**Saved data entries:**
+ + + + + + +

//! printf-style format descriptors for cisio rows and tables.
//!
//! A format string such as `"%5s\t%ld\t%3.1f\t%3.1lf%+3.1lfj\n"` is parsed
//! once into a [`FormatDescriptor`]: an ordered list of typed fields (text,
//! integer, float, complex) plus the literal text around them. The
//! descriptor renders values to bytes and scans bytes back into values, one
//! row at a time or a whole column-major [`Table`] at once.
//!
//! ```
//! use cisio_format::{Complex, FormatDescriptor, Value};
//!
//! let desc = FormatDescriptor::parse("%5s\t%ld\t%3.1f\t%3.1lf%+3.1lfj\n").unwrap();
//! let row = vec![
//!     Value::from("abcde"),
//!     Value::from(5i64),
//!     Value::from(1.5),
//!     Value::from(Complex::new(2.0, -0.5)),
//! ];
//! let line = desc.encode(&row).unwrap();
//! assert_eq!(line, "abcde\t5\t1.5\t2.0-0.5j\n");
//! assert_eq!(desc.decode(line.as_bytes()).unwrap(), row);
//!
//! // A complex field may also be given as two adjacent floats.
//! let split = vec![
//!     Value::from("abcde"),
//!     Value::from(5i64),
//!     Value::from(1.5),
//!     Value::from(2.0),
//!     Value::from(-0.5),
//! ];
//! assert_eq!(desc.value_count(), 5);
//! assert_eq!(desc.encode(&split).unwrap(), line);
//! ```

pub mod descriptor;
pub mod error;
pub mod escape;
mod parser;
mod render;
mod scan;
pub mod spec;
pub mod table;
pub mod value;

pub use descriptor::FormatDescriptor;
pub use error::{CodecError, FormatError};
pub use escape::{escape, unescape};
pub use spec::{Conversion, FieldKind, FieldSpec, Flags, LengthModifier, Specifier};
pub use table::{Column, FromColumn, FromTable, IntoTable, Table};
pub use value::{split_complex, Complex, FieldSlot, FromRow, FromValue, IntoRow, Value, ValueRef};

+ + + + + + +

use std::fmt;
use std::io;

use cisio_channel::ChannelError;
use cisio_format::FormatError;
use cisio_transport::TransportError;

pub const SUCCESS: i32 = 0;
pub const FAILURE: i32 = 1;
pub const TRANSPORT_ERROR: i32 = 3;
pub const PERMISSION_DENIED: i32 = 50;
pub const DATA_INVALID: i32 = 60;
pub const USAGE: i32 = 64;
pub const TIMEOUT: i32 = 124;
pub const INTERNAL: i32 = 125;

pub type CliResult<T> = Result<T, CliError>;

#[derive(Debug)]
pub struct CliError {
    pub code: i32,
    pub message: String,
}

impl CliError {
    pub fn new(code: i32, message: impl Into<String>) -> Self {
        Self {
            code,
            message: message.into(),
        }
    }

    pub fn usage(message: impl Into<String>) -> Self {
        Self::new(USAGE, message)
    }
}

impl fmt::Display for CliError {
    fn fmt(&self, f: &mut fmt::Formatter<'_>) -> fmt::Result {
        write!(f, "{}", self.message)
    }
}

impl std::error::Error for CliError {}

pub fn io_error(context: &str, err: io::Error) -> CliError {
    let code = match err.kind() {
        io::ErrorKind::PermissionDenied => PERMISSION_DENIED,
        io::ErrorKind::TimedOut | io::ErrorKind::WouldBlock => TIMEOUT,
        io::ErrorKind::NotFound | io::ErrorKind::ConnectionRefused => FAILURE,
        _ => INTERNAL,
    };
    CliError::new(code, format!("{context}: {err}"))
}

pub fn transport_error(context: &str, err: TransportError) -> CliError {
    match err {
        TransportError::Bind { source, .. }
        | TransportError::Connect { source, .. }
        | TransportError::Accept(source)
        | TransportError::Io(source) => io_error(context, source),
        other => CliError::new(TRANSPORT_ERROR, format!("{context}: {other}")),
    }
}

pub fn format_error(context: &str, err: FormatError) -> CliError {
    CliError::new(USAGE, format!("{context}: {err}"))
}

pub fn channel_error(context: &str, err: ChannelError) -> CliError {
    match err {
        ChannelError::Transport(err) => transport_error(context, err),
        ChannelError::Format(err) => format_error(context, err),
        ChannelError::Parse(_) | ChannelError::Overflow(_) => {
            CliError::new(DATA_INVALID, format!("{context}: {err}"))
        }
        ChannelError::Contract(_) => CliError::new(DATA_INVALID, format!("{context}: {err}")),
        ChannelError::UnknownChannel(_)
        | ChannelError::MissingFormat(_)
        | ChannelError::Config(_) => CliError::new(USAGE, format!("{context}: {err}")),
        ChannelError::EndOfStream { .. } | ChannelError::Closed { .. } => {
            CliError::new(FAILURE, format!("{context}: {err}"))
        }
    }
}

+ + + + + + +

Find every line in the records that uses the string "FormatDescriptor", then copy it.

//! once into a [`FormatDescriptor`]: an ordered list of typed fields (text,
//! use cisio_format::{Complex, FormatDescriptor, Value};
//! let desc = FormatDescriptor::parse("%5s\t%ld\t%3.1f\t%3.1lf%+3.1lfj\n").unwrap();
pub use descriptor::FormatDescriptor;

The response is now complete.